Lizzy de Greef
- Born: 7 April 2004 (age 22) Alphen aan den Rijn, Netherlands
- Turned pro: 2019
- Plays: Right-handed (one-handed backhand)

Singles
- Career titles: 18
- Highest ranking: No. 7 (4 March 2024)
- Current ranking: No. 8 (8 July 2024)

Grand Slam singles results
- Australian Open: QF (2025, 2026)
- French Open: QF (2024, 2025)
- Wimbledon: QF (2025, 2026)
- US Open: 1R (2023, 2025, 2026)

Doubles
- Career record: 42-35
- Career titles: 9
- Highest ranking: No. 14 (6 November 2023)
- Current ranking: No. 16 (8 July 2024)

Grand Slam doubles results
- Australian Open: QF (2024, 2025, 2026)
- French Open: F (2026)
- Wimbledon: QF (2024)
- US Open: QF (2023)

= Lizzy de Greef =

Dutch wheelchair tennis player

Lizzy de Greef (born 7 April 2004) is a Dutch wheelchair tennis player.
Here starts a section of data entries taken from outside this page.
//! Entity kinds and the append-only status history record.

use chrono::{DateTime, Utc};
use serde::{Deserialize, Serialize};
use std::fmt;
use uuid::Uuid;

/// Kinds of workflow entity.
#[derive(Debug, Clone, Copy, PartialEq, Eq, Hash, Serialize, Deserialize)]
#[serde(rename_all = "snake_case")]
pub enum EntityKind {
    /// Request for quotation.
    Rfq,
    /// Supplier bid.
    Bid,
    /// Buyer/supplier negotiation thread.
    Negotiation,
    /// Negotiation message.
    NegotiationMessage,
    /// Purchase order.
    PurchaseOrder,
    /// Purchase order modification request.
    PurchaseOrderModification,
}

impl EntityKind {
    /// Returns the string representation of the kind.
    #[must_use]
    pub const fn as_str(self) -> &'static str {
        match self {
            Self::Rfq => "rfq",
            Self::Bid => "bid",
            Self::Negotiation => "negotiation",
            Self::NegotiationMessage => "negotiation_message",
            Self::PurchaseOrder => "purchase_order",
            Self::PurchaseOrderModification => "purchase_order_modification",
        }
    }

    /// Parses a kind from a string.
    #[must_use]
    pub fn parse(s: &str) -> Option<Self> {
        match s {
            "rfq" => Some(Self::Rfq),
            "bid" => Some(Self::Bid),
            "negotiation" => Some(Self::Negotiation),
            "negotiation_message" => Some(Self::NegotiationMessage),
            "purchase_order" => Some(Self::PurchaseOrder),
            "purchase_order_modification" => Some(Self::PurchaseOrderModification),
            _ => None,
        }
    }
}

impl fmt::Display for EntityKind {
    fn fmt(&self, f: &mut fmt::Formatter<'_>) -> fmt::Result {
        write!(f, "{}", self.as_str())
    }
}

/// One row of an entity's status history.
///
/// Rows are only ever appended, in the same commit as the status change
/// they describe.
#[derive(Debug, Clone, PartialEq, Serialize, Deserialize)]
pub struct StatusHistoryEntry {
    /// Row identifier.
    pub id: Uuid,
    /// Entity kind.
    pub entity_type: EntityKind,
    /// Entity identifier.
    pub entity_id: Uuid,
    /// Previous status; `None` for the creation row.
    pub from_status: Option<String>,
    /// New status.
    pub to_status: String,
    /// Acting user.
    pub changed_by: Uuid,
    /// When the change happened.
    pub changed_at: DateTime<Utc>,
    /// Transition metadata (reason, notes, `forced`).
    pub metadata: serde_json::Value,
}

impl StatusHistoryEntry {
    /// History row recording an entity's initial status.
    #[must_use]
    pub fn created(
        entity_type: EntityKind,
        entity_id: Uuid,
        status: &str,
        changed_by: Uuid,
        changed_at: DateTime<Utc>,
    ) -> Self {
        Self {
            id: Uuid::new_v4(),
            entity_type,
            entity_id,
            from_status: None,
            to_status: status.to_string(),
            changed_by,
            changed_at,
            metadata: serde_json::Value::Object(serde_json::Map::new()),
        }
    }
}
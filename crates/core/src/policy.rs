//! Configurable workflow policy.

use chrono::{DateTime, Duration, Utc};
use procura_shared::{LateSubmission, WorkflowConfig};

use crate::error::WorkflowError;
use crate::purchase_order::PurchaseOrderStatus;

/// Policy knobs consulted by the workflows.
#[derive(Debug, Clone, Copy, PartialEq, Eq)]
pub struct WorkflowPolicy {
    /// Default bidding window applied when an RFQ is published without a
    /// deadline.
    pub bid_window: Duration,
    /// Late bid handling.
    pub late_submission: LateSubmission,
    /// Derived purchase orders wait for internal approval first.
    pub purchase_order_requires_approval: bool,
}

impl Default for WorkflowPolicy {
    fn default() -> Self {
        Self::from(&WorkflowConfig::default())
    }
}

impl From<&WorkflowConfig> for WorkflowPolicy {
    fn from(config: &WorkflowConfig) -> Self {
        Self {
            bid_window: Duration::days(config.bid_window_days),
            late_submission: config.late_submission,
            purchase_order_requires_approval: config.purchase_order_requires_approval,
        }
    }
}

impl WorkflowPolicy {
    /// Deadline applied to an RFQ published at `now` without one.
    #[must_use]
    pub fn default_bid_deadline(&self, now: DateTime<Utc>) -> DateTime<Utc> {
        now + self.bid_window
    }

    /// Checks whether a bid may still be submitted at `now`.
    ///
    /// # Errors
    ///
    /// Returns `PreconditionFailed` when late bids are rejected and the
    /// deadline has passed.
    pub fn check_submission_time(
        &self,
        bid_deadline: Option<DateTime<Utc>>,
        now: DateTime<Utc>,
    ) -> Result<(), WorkflowError> {
        match (self.late_submission, bid_deadline) {
            (LateSubmission::Reject, Some(deadline)) if now > deadline => {
                Err(WorkflowError::precondition(format!(
                    "bid deadline {} has passed",
                    deadline.to_rfc3339()
                )))
            }
            _ => Ok(()),
        }
    }

    /// Status a freshly derived purchase order starts in.
    #[must_use]
    pub const fn initial_purchase_order_status(&self) -> PurchaseOrderStatus {
        if self.purchase_order_requires_approval {
            PurchaseOrderStatus::PendingApproval
        } else {
            PurchaseOrderStatus::SentToSupplier
        }
    }
}
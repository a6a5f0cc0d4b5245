//! Persistence port for the procurement service.

use std::future::Future;

use uuid::Uuid;

use crate::bid::Bid;
use crate::error::WorkflowError;
use crate::machine::{EntityKind, StatusHistoryEntry};
use crate::negotiation::{Negotiation, NegotiationMessage, OfferResolution};
use crate::numbering::DocumentKind;
use crate::purchase_order::{PurchaseOrder, PurchaseOrderModification};
use crate::rfq::Rfq;

/// Entities carrying an optimistic concurrency version.
pub trait Versioned {
    /// Current version.
    fn version(&self) -> i64;
    /// Overwrites the version.
    fn set_version(&mut self, version: i64);
}

macro_rules! versioned {
    ($($ty:ty),* $(,)?) => {
        $(impl Versioned for $ty {
            fn version(&self) -> i64 {
                self.version
            }

            fn set_version(&mut self, version: i64) {
                self.version = version;
            }
        })*
    };
}

versioned!(Rfq, Bid, Negotiation, PurchaseOrder, PurchaseOrderModification);

/// One row to write.
#[derive(Debug, Clone, PartialEq)]
pub enum Change<T> {
    /// A new row.
    Insert(T),
    /// An existing row, written only if its stored version still equals
    /// `expected_version`.
    Update {
        /// Version the change was computed from.
        expected_version: i64,
        /// The new row, already carrying `expected_version + 1`.
        value: T,
    },
}

impl<T> Change<T> {
    /// The row being written.
    pub fn value(&self) -> &T {
        match self {
            Self::Insert(value) | Self::Update { value, .. } => value,
        }
    }
}

impl<T: Versioned> Change<T> {
    /// Stages an update of `value`, bumping its version.
    pub fn update(mut value: T) -> Self {
        let expected_version = value.version();
        value.set_version(expected_version + 1);
        Self::Update {
            expected_version,
            value,
        }
    }
}

fn stage<T: Versioned + Clone>(changes: &mut Vec<Change<T>>, value: T) -> T {
    let change = Change::update(value);
    let staged = change.value().clone();
    changes.push(change);
    staged
}

/// Every write produced by one operation, committed atomically.
#[derive(Debug, Clone, Default)]
pub struct ChangeSet {
    /// RFQ rows.
    pub rfqs: Vec<Change<Rfq>>,
    /// Bid rows.
    pub bids: Vec<Change<Bid>>,
    /// Negotiation rows.
    pub negotiations: Vec<Change<Negotiation>>,
    /// New messages.
    pub messages: Vec<NegotiationMessage>,
    /// Counter-offers whose status was settled.
    pub offer_resolutions: Vec<OfferResolution>,
    /// Purchase order rows.
    pub purchase_orders: Vec<Change<PurchaseOrder>>,
    /// Modification rows.
    pub modifications: Vec<Change<PurchaseOrderModification>>,
    /// Status history rows.
    pub history: Vec<StatusHistoryEntry>,
}

impl ChangeSet {
    /// Returns true if nothing would be written.
    #[must_use]
    pub fn is_empty(&self) -> bool {
        self.rfqs.is_empty()
            && self.bids.is_empty()
            && self.negotiations.is_empty()
            && self.messages.is_empty()
            && self.offer_resolutions.is_empty()
            && self.purchase_orders.is_empty()
            && self.modifications.is_empty()
            && self.history.is_empty()
    }

    /// Stages an RFQ update and returns the row as it will be stored.
    pub fn update_rfq(&mut self, rfq: Rfq) -> Rfq {
        stage(&mut self.rfqs, rfq)
    }

    /// Stages a bid update and returns the row as it will be stored.
    pub fn update_bid(&mut self, bid: Bid) -> Bid {
        stage(&mut self.bids, bid)
    }

    /// Stages a negotiation update and returns the row as it will be stored.
    pub fn update_negotiation(&mut self, negotiation: Negotiation) -> Negotiation {
        stage(&mut self.negotiations, negotiation)
    }

    /// Stages a purchase order update and returns the row as it will be
    /// stored.
    pub fn update_purchase_order(&mut self, po: PurchaseOrder) -> PurchaseOrder {
        stage(&mut self.purchase_orders, po)
    }

    /// Stages a modification update and returns the row as it will be
    /// stored.
    pub fn update_modification(
        &mut self,
        modification: PurchaseOrderModification,
    ) -> PurchaseOrderModification {
        stage(&mut self.modifications, modification)
    }
}

/// Storage used by [`ProcurementService`](super::ProcurementService).
///
/// Implemented by the db crate over Postgres. `commit` must apply the whole
/// [`ChangeSet`] in one transaction and fail with
/// [`WorkflowError::Conflict`] if any `Update` finds a different stored
/// version, or if an insert violates a uniqueness rule.
pub trait WorkflowStore: Send + Sync {
    /// Finds an RFQ.
    fn find_rfq(&self, id: Uuid) -> impl Future<Output = Result<Option<Rfq>, WorkflowError>> + Send;

    /// Every bid on an RFQ, oldest first.
    fn list_bids_for_rfq(
        &self,
        rfq_id: Uuid,
    ) -> impl Future<Output = Result<Vec<Bid>, WorkflowError>> + Send;

    /// Finds a bid.
    fn find_bid(&self, id: Uuid) -> impl Future<Output = Result<Option<Bid>, WorkflowError>> + Send;

    /// The bid a supplier company placed on an RFQ.
    fn find_bid_for_supplier(
        &self,
        rfq_id: Uuid,
        supplier_company_id: Uuid,
    ) -> impl Future<Output = Result<Option<Bid>, WorkflowError>> + Send;

    /// Finds a negotiation.
    fn find_negotiation(
        &self,
        id: Uuid,
    ) -> impl Future<Output = Result<Option<Negotiation>, WorkflowError>> + Send;

    /// The negotiation on a bid.
    fn find_negotiation_by_bid(
        &self,
        bid_id: Uuid,
    ) -> impl Future<Output = Result<Option<Negotiation>, WorkflowError>> + Send;

    /// Finds a negotiation message.
    fn find_message(
        &self,
        id: Uuid,
    ) -> impl Future<Output = Result<Option<NegotiationMessage>, WorkflowError>> + Send;

    /// Messages of a negotiation, oldest first.
    fn list_messages(
        &self,
        negotiation_id: Uuid,
    ) -> impl Future<Output = Result<Vec<NegotiationMessage>, WorkflowError>> + Send;

    /// Finds a purchase order.
    fn find_purchase_order(
        &self,
        id: Uuid,
    ) -> impl Future<Output = Result<Option<PurchaseOrder>, WorkflowError>> + Send;

    /// The purchase order derived from a bid.
    fn find_purchase_order_by_bid(
        &self,
        bid_id: Uuid,
    ) -> impl Future<Output = Result<Option<PurchaseOrder>, WorkflowError>> + Send;

    /// Finds a modification.
    fn find_modification(
        &self,
        id: Uuid,
    ) -> impl Future<Output = Result<Option<PurchaseOrderModification>, WorkflowError>> + Send;

    /// Modifications of a purchase order, oldest first.
    fn list_modifications(
        &self,
        purchase_order_id: Uuid,
    ) -> impl Future<Output = Result<Vec<PurchaseOrderModification>, WorkflowError>> + Send;

    /// Status history of an entity, oldest first.
    fn list_history(
        &self,
        entity: EntityKind,
        entity_id: Uuid,
    ) -> impl Future<Output = Result<Vec<StatusHistoryEntry>, WorkflowError>> + Send;

    /// Atomically reserves the next sequence value for `kind` in `year`.
    fn next_sequence(
        &self,
        kind: DocumentKind,
        year: i32,
    ) -> impl Future<Output = Result<i64, WorkflowError>> + Send;

    /// Writes a change set in one transaction.
    fn commit(&self, changes: ChangeSet) -> impl Future<Output = Result<(), WorkflowError>> + Send;
}

#[cfg(test)]
mod tests {
    use super::*;
    use crate::fixtures::draft_rfq;

    #[test]
    fn test_update_bumps_version_and_remembers_expected() {
        let mut changes = ChangeSet::default();
        let mut rfq = draft_rfq();
        rfq.version = 4;
        let staged = changes.update_rfq(rfq);

        assert_eq!(staged.version, 5);
        match &changes.rfqs[0] {
            Change::Update {
                expected_version,
                value,
            } => {
                assert_eq!(*expected_version, 4);
                assert_eq!(value.version, 5);
            }
            Change::Insert(_) => panic!("expected an update"),
        }
        assert!(!changes.is_empty());
    }
}
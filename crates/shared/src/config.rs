//! Application configuration management.

use serde::Deserialize;

use crate::error::AppError;

/// Application configuration.
#[derive(Debug, Clone, Deserialize)]
pub struct AppConfig {
    /// Server configuration.
    pub server: ServerConfig,
    /// Database configuration.
    pub database: DatabaseConfig,
    /// JWT configuration.
    pub jwt: JwtSettings,
    /// SMTP configuration. Email delivery is disabled when absent.
    #[serde(default)]
    pub email: Option<EmailConfig>,
    /// Workflow policy knobs.
    #[serde(default)]
    pub workflow: WorkflowConfig,
}

/// Server configuration.
#[derive(Debug, Clone, Deserialize)]
pub struct ServerConfig {
    /// Host to bind to.
    #[serde(default = "default_host")]
    pub host: String,
    /// Port to listen on.
    #[serde(default = "default_port")]
    pub port: u16,
}

fn default_host() -> String {
    "0.0.0.0".to_string()
}

fn default_port() -> u16 {
    8080
}

/// Database configuration.
#[derive(Debug, Clone, Deserialize)]
pub struct DatabaseConfig {
    /// Database connection URL.
    pub url: String,
    /// Maximum number of connections in the pool.
    #[serde(default = "default_max_connections")]
    pub max_connections: u32,
    /// Minimum number of connections in the pool.
    #[serde(default = "default_min_connections")]
    pub min_connections: u32,
}

fn default_max_connections() -> u32 {
    10
}

fn default_min_connections() -> u32 {
    1
}

/// JWT validation settings.
#[derive(Debug, Clone, Deserialize)]
pub struct JwtSettings {
    /// Secret key shared with the identity service that issues tokens.
    pub secret: String,
    /// Access token expiration in seconds (used for locally minted tokens).
    #[serde(default = "default_access_token_expiry")]
    pub access_token_expiry_secs: u64,
}

fn default_access_token_expiry() -> u64 {
    900 // 15 minutes
}

/// SMTP configuration for outbound workflow emails.
#[derive(Debug, Clone, Deserialize)]
pub struct EmailConfig {
    /// SMTP relay host.
    pub smtp_host: String,
    /// SMTP relay port.
    pub smtp_port: u16,
    /// SMTP username.
    pub smtp_username: String,
    /// SMTP password.
    pub smtp_password: String,
    /// Sender address.
    pub from_email: String,
    /// Sender display name.
    pub from_name: String,
    /// Base URL of the web client, used for deep links.
    pub frontend_url: String,
}

impl Default for EmailConfig {
    fn default() -> Self {
        Self {
            smtp_host: "localhost".to_string(),
            smtp_port: 1025,
            smtp_username: String::new(),
            smtp_password: String::new(),
            from_email: "noreply@procura.local".to_string(),
            from_name: "Procura".to_string(),
            frontend_url: "http://localhost:3000".to_string(),
        }
    }
}

/// What to do with a bid submitted after the RFQ's `bid_deadline`.
#[derive(Debug, Clone, Copy, PartialEq, Eq, Default, Deserialize)]
#[serde(rename_all = "lowercase")]
pub enum LateSubmission {
    /// Accept late bids; the deadline is advisory.
    #[default]
    Allow,
    /// Refuse submission once the deadline has passed.
    Reject,
}

/// Workflow policy configuration.
#[derive(Debug, Clone, Deserialize)]
pub struct WorkflowConfig {
    /// Days added to the publish time when an RFQ has no bid deadline.
    #[serde(default = "default_bid_window_days")]
    pub bid_window_days: i64,
    /// Late bid handling.
    #[serde(default)]
    pub late_submission: LateSubmission,
    /// When set, derived purchase orders start in `pending_approval`
    /// instead of going straight to the supplier.
    #[serde(default)]
    pub purchase_order_requires_approval: bool,
}

fn default_bid_window_days() -> i64 {
    14
}

impl Default for WorkflowConfig {
    fn default() -> Self {
        Self {
            bid_window_days: default_bid_window_days(),
            late_submission: LateSubmission::default(),
            purchase_order_requires_approval: false,
        }
    }
}

impl AppConfig {
    /// Loads configuration from environment and config files.
    ///
    /// Sources, later ones winning: `config/default`, `config/{RUN_MODE}`,
    /// then `PROCURA__SECTION__KEY` environment variables.
    ///
    /// # Errors
    ///
    /// Returns an error if configuration cannot be loaded or is invalid.
    pub fn load() -> Result<Self, AppError> {
        let run_mode = std::env::var("RUN_MODE").unwrap_or_else(|_| "development".to_string());

        let config = config::Config::builder()
            .add_source(config::File::with_name("config/default").required(false))
            .add_source(config::File::with_name(&format!("config/{run_mode}")).required(false))
            .add_source(config::Environment::with_prefix("PROCURA").separator("__"))
            .build()?;

        let app: Self = config.try_deserialize()?;
        app.validate()?;
        Ok(app)
    }

    /// Checks cross-field constraints serde cannot express.
    ///
    /// # Errors
    ///
    /// Returns `AppError::Config` describing the first violated constraint.
    pub fn validate(&self) -> Result<(), AppError> {
        if self.workflow.bid_window_days <= 0 {
            return Err(AppError::Config(
                "workflow.bid_window_days must be positive".to_string(),
            ));
        }
        if self.jwt.secret.trim().is_empty() {
            return Err(AppError::Config("jwt.secret must not be empty".to_string()));
        }
        if self.database.min_connections > self.database.max_connections {
            return Err(AppError::Config(
                "database.min_connections exceeds database.max_connections".to_string(),
            ));
        }
        Ok(())
    }
}
//! SMTP transport for workflow emails.
//!
//! Uses `lettre`. Message content is composed by the caller; this module
//! only knows how to address and deliver plain-text mail.

use lettre::{
    AsyncSmtpTransport, AsyncTransport, Message, Tokio1Executor, message::header::ContentType,
    transport::smtp::authentication::Credentials,
};
use thiserror::Error;

use crate::config::EmailConfig;

/// Email service errors.
#[derive(Debug, Error)]
pub enum EmailError {
    /// Failed to build email message.
    #[error("Failed to build email: {0}")]
    BuildError(String),
    /// Failed to send email.
    #[error("Failed to send email: {0}")]
    SendError(String),
    /// Invalid email address.
    #[error("Invalid email address: {0}")]
    InvalidAddress(String),
}

/// Email service for sending transactional emails.
#[derive(Clone)]
pub struct EmailService {
    config: EmailConfig,
}

impl EmailService {
    /// Creates a new email service.
    #[must_use]
    pub const fn new(config: EmailConfig) -> Self {
        Self { config }
    }

    /// Base URL of the web client, for building deep links.
    #[must_use]
    pub fn frontend_url(&self) -> &str {
        &self.config.frontend_url
    }

    fn create_transport(&self) -> Result<AsyncSmtpTransport<Tokio1Executor>, EmailError> {
        let builder = AsyncSmtpTransport::<Tokio1Executor>::relay(&self.config.smtp_host)
            .map_err(|e| EmailError::SendError(e.to_string()))?
            .port(self.config.smtp_port);

        let builder = if self.config.smtp_username.is_empty() {
            builder
        } else {
            builder.credentials(Credentials::new(
                self.config.smtp_username.clone(),
                self.config.smtp_password.clone(),
            ))
        };

        Ok(builder.build())
    }

    fn build_message(&self, to_email: &str, subject: &str, body: &str) -> Result<Message, EmailError> {
        let from = format!("{} <{}>", self.config.from_name, self.config.from_email);

        Message::builder()
            .from(
                from.parse()
                    .map_err(|e| EmailError::InvalidAddress(format!("{e}")))?,
            )
            .to(to_email
                .parse()
                .map_err(|e| EmailError::InvalidAddress(format!("{e}")))?)
            .subject(subject)
            .header(ContentType::TEXT_PLAIN)
            .body(body.to_string())
            .map_err(|e| EmailError::BuildError(e.to_string()))
    }

    /// Sends a plain-text email.
    ///
    /// # Errors
    ///
    /// Returns an error if the message cannot be built or delivered.
    pub async fn send_email(
        &self,
        to_email: &str,
        subject: &str,
        body: &str,
    ) -> Result<(), EmailError> {
        let email = self.build_message(to_email, subject, body)?;

        let transport = self.create_transport()?;
        transport
            .send(email)
            .await
            .map_err(|e| EmailError::SendError(e.to_string()))?;

        Ok(())
    }
}
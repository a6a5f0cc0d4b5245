//! Property-based tests for the negotiation protocol.

use chrono::Utc;
use proptest::prelude::*;
use serde_json::json;
use uuid::Uuid;

use crate::bid::BidStatus;
use crate::fixtures::{bid_on, buyer_of, rfq_in};
use crate::machine::Actor;
use crate::negotiation::{
    MessageInput, MessageType, NegotiationMessage, NegotiationProtocol, NegotiationStatus,
    OfferStatus,
};
use crate::rfq::RfqStatus;

#[derive(Debug, Clone, Copy)]
enum Step {
    Offer,
    Accept,
    Reject,
    Withdraw,
    Chat,
}

fn arb_step() -> impl Strategy<Value = (bool, Step)> {
    (
        any::<bool>(),
        prop_oneof![
            Just(Step::Offer),
            Just(Step::Accept),
            Just(Step::Reject),
            Just(Step::Withdraw),
            Just(Step::Chat),
        ],
    )
}

fn input(step: Step) -> MessageInput {
    let (message_type, offer_data, offer_status) = match step {
        Step::Offer => (
            MessageType::CounterOffer,
            Some(json!({ "total_amount": "100.00" })),
            None,
        ),
        Step::Accept => (MessageType::Acceptance, None, None),
        Step::Reject => (MessageType::Rejection, None, None),
        Step::Withdraw => (MessageType::Text, None, Some(OfferStatus::Cancelled)),
        Step::Chat => (MessageType::Text, None, None),
    };
    MessageInput {
        message_type,
        content: "message".to_string(),
        offer_data,
        offer_status,
    }
}

proptest! {
    #![proptest_config(ProptestConfig::with_cases(200))]

    /// Whatever the interleaving, at most one counter-offer is unresolved and
    /// the pending pointer always names it.
    #[test]
    fn prop_at_most_one_pending_offer(steps in prop::collection::vec(arb_step(), 1..40)) {
        let rfq = rfq_in(RfqStatus::BiddingClosed);
        let bid = bid_on(&rfq, Uuid::new_v4(), BidStatus::Submitted);
        let buyer = buyer_of(rfq.company_id);
        let supplier = Actor::supplier(bid.submitted_by, bid.supplier_company_id);
        let mut negotiation = NegotiationProtocol::start(&bid, &rfq, &buyer, Utc::now()).unwrap();
        let mut log: Vec<NegotiationMessage> = Vec::new();

        for (by_buyer, step) in steps {
            let actor = if by_buyer { buyer } else { supplier };
            let pending = negotiation
                .pending_offer_message_id
                .and_then(|id| log.iter().find(|m| m.id == id));

            // Refusals (answering your own offer, withdrawing someone
            // else's) leave state untouched.
            let Ok(outcome) = NegotiationProtocol::send_message(
                &negotiation,
                pending,
                input(step),
                &actor,
                Utc::now(),
            ) else {
                continue;
            };

            if let Some(resolution) = outcome.resolution {
                let resolved = log.iter_mut().find(|m| m.id == resolution.message_id).unwrap();
                prop_assert!(resolved.offer_status.is_none());
                resolved.offer_status = Some(resolution.status);
            }
            log.push(outcome.message);
            negotiation = outcome.negotiation;

            let unresolved: Vec<_> = log
                .iter()
                .filter(|m| m.message_type == MessageType::CounterOffer && m.offer_status.is_none())
                .map(|m| m.id)
                .collect();
            prop_assert!(unresolved.len() <= 1);
            prop_assert_eq!(unresolved.first().copied(), negotiation.pending_offer_message_id);
            prop_assert_ne!(negotiation.status, NegotiationStatus::Cancelled);
        }
    }

    /// A closed negotiation always has its closing time set.
    #[test]
    fn prop_closed_has_closed_at(steps in prop::collection::vec(arb_step(), 1..20)) {
        let rfq = rfq_in(RfqStatus::BiddingClosed);
        let bid = bid_on(&rfq, Uuid::new_v4(), BidStatus::UnderReview);
        let buyer = buyer_of(rfq.company_id);
        let supplier = Actor::supplier(bid.submitted_by, bid.supplier_company_id);
        let mut negotiation = NegotiationProtocol::start(&bid, &rfq, &buyer, Utc::now()).unwrap();
        let mut log: Vec<NegotiationMessage> = Vec::new();

        for (by_buyer, step) in steps {
            let actor = if by_buyer { buyer } else { supplier };
            let pending = negotiation
                .pending_offer_message_id
                .and_then(|id| log.iter().find(|m| m.id == id));
            if let Ok(outcome) =
                NegotiationProtocol::send_message(&negotiation, pending, input(step), &actor, Utc::now())
            {
                log.push(outcome.message);
                negotiation = outcome.negotiation;
            }
            if negotiation.status == NegotiationStatus::Closed {
                prop_assert!(negotiation.closed_at.is_some());
            }
        }
    }
}
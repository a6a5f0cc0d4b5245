//! Generic status machine shared by RFQs, bids, negotiations and purchase
//! orders.
//!
//! Each entity declares its transition table and role table by implementing
//! [`WorkflowState`]; [`StatusMachine`] evaluates them for an [`Actor`].

pub mod actor;
pub mod engine;
pub mod history;
pub mod metadata;

#[cfg(test)]
mod engine_props;

pub use actor::{Actor, ActorRole};
pub use engine::{StatusMachine, Transition, WorkflowState};
pub use history::{EntityKind, StatusHistoryEntry};
pub use metadata::{non_blank, read_metadata};
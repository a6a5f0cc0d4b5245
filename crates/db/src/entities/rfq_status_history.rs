//! `SeaORM` Entity for rfq_status_history table.

use sea_orm::entity::prelude::*;
use serde::{Deserialize, Serialize};

use super::sea_orm_active_enums::RfqStatus;

#[derive(Clone, Debug, PartialEq, DeriveEntityModel, Eq, Serialize, Deserialize)]
#[sea_orm(table_name = "rfq_status_history")]
pub struct Model {
    #[sea_orm(primary_key, auto_increment = false)]
    pub id: Uuid,
    pub rfq_id: Uuid,
    pub from_status: Option<RfqStatus>,
    pub to_status: RfqStatus,
    pub changed_by: Uuid,
    pub changed_at: DateTimeWithTimeZone,
    #[sea_orm(column_type = "JsonBinary")]
    pub metadata: Json,
}

#[derive(Copy, Clone, Debug, EnumIter, DeriveRelation)]
pub enum Relation {
    #[sea_orm(
        belongs_to = "super::rfqs::Entity",
        from = "Column::RfqId",
        to = "super::rfqs::Column::Id"
    )]
    Rfqs,
}

impl Related<super::rfqs::Entity> for Entity {
    fn to() -> RelationDef {
        Relation::Rfqs.def()
    }
}

impl ActiveModelBehavior for ActiveModel {}
//! `SeaORM` Entity for document_sequences table.

use sea_orm::entity::prelude::*;
use serde::{Deserialize, Serialize};

#[derive(Clone, Debug, PartialEq, DeriveEntityModel, Eq, Serialize, Deserialize)]
#[sea_orm(table_name = "document_sequences")]
pub struct Model {
    #[sea_orm(primary_key, auto_increment = false)]
    pub kind: String,
    #[sea_orm(primary_key, auto_increment = false)]
    pub year: i32,
    pub last_value: i64,
}

#[derive(Copy, Clone, Debug, EnumIter, DeriveRelation)]
pub enum Relation {}

impl ActiveModelBehavior for ActiveModel {}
She is former world No. 1 in February 2020 in junior singles, she is currently World number 8 in singles and world No. 14 in doubles as of July 2024.

De Greef was born with a clubfoot, she had her right lower leg amputated when she was eleven years old. After she had her surgery, she discovered wheelchair tennis and started training in 2015.